**PROBLEM DETAILS**.
The word "MovieSummary" may appear in lines of the data below. Say how many lines hold it, giving only the number.

(Saved entries)
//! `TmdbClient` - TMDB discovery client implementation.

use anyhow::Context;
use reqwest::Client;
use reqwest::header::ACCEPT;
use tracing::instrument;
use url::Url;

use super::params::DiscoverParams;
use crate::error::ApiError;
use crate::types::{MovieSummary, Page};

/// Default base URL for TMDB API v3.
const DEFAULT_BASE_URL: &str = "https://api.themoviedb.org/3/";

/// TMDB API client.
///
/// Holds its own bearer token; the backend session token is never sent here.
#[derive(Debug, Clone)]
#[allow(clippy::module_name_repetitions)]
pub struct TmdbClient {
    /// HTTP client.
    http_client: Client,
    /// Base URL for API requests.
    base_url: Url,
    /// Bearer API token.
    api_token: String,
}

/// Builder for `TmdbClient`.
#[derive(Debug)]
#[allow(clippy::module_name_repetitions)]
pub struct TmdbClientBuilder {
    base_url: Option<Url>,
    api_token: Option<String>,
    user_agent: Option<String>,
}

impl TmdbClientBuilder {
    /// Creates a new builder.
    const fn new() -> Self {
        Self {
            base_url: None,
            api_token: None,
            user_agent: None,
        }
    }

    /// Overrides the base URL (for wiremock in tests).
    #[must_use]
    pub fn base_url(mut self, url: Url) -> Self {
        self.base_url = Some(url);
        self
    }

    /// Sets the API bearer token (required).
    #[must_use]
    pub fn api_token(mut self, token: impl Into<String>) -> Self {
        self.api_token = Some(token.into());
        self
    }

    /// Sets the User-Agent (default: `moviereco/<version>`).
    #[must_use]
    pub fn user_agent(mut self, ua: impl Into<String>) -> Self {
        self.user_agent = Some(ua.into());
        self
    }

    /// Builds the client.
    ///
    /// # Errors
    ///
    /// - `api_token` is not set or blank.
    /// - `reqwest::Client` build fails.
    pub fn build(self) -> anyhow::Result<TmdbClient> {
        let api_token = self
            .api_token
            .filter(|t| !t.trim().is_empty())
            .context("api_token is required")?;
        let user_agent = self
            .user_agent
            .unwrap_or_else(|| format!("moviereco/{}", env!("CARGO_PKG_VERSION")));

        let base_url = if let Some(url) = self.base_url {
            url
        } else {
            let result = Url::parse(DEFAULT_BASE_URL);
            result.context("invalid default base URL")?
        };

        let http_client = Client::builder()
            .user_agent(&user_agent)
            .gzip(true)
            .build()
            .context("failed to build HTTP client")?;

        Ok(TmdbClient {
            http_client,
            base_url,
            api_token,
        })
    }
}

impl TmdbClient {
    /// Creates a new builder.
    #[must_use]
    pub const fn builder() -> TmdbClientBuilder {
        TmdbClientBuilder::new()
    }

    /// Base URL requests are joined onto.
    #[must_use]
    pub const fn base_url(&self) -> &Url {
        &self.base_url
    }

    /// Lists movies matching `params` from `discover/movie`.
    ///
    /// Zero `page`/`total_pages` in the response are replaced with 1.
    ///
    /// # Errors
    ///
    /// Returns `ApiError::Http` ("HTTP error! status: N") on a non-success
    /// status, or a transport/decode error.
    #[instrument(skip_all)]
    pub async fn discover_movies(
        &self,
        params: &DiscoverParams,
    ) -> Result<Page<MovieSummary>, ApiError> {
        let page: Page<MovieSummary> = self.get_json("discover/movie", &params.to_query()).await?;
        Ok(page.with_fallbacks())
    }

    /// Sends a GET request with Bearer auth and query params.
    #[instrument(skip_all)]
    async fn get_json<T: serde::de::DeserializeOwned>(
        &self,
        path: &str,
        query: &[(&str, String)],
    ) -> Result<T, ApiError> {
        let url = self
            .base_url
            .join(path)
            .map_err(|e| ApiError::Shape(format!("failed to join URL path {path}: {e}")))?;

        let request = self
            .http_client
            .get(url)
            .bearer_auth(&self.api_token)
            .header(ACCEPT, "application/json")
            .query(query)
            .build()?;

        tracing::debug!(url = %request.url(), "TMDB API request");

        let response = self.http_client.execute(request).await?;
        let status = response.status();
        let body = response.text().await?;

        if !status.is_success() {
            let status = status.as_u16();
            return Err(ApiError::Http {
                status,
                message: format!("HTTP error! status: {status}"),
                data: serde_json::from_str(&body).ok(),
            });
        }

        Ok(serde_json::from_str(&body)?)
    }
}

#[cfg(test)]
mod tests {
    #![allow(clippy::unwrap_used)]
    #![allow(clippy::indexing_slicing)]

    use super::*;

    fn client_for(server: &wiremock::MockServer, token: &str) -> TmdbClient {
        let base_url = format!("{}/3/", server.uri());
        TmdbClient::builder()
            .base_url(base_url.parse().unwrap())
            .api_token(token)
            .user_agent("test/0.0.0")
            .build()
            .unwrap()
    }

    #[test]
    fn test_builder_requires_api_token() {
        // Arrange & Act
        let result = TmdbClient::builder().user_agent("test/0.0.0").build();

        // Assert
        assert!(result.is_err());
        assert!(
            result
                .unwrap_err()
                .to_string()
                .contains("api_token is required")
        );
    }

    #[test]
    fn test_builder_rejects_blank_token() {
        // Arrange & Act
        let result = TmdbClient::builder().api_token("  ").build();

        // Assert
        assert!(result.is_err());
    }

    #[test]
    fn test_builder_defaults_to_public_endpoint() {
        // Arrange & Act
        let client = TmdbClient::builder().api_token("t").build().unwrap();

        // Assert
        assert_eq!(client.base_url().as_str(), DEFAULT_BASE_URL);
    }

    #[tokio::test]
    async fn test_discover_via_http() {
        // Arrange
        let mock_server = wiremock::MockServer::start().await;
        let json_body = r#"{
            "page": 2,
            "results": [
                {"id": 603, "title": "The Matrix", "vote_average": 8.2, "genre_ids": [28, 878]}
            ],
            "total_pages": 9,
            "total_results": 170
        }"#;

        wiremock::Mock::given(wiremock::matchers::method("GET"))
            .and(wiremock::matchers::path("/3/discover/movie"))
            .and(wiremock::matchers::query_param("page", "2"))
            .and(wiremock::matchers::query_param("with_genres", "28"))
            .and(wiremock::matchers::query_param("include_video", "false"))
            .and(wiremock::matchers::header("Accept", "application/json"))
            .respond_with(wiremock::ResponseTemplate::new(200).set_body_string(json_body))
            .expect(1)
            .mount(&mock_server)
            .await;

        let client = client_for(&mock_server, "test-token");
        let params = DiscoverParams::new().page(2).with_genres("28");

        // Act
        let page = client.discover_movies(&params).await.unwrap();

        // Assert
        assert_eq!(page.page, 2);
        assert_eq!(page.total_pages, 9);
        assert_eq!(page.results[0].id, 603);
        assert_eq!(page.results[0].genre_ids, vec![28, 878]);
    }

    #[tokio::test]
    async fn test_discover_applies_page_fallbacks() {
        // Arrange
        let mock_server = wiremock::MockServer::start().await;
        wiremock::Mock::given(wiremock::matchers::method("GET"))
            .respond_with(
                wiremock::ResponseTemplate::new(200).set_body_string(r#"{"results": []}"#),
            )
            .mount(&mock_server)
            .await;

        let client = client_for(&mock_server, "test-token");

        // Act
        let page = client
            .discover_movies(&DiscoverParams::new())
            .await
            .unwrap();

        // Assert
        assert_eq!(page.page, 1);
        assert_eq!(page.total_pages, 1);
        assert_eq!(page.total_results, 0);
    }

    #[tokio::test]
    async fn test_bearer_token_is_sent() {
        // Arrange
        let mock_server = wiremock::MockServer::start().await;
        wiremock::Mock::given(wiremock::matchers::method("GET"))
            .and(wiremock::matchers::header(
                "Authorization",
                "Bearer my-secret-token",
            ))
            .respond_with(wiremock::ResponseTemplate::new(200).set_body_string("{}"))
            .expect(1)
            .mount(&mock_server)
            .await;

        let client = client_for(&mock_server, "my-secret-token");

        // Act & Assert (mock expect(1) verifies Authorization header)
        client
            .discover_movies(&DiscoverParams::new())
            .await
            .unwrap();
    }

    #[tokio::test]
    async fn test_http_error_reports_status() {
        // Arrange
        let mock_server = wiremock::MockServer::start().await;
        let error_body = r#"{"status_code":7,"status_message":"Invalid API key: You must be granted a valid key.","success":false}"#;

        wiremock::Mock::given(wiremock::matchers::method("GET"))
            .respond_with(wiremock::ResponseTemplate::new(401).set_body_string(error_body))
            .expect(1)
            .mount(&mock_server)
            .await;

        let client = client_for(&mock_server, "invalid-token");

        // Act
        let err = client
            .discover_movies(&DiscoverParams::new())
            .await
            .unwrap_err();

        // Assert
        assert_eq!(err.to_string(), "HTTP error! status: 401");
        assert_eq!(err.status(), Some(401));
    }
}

**WRITTEN RESPONSE**.
3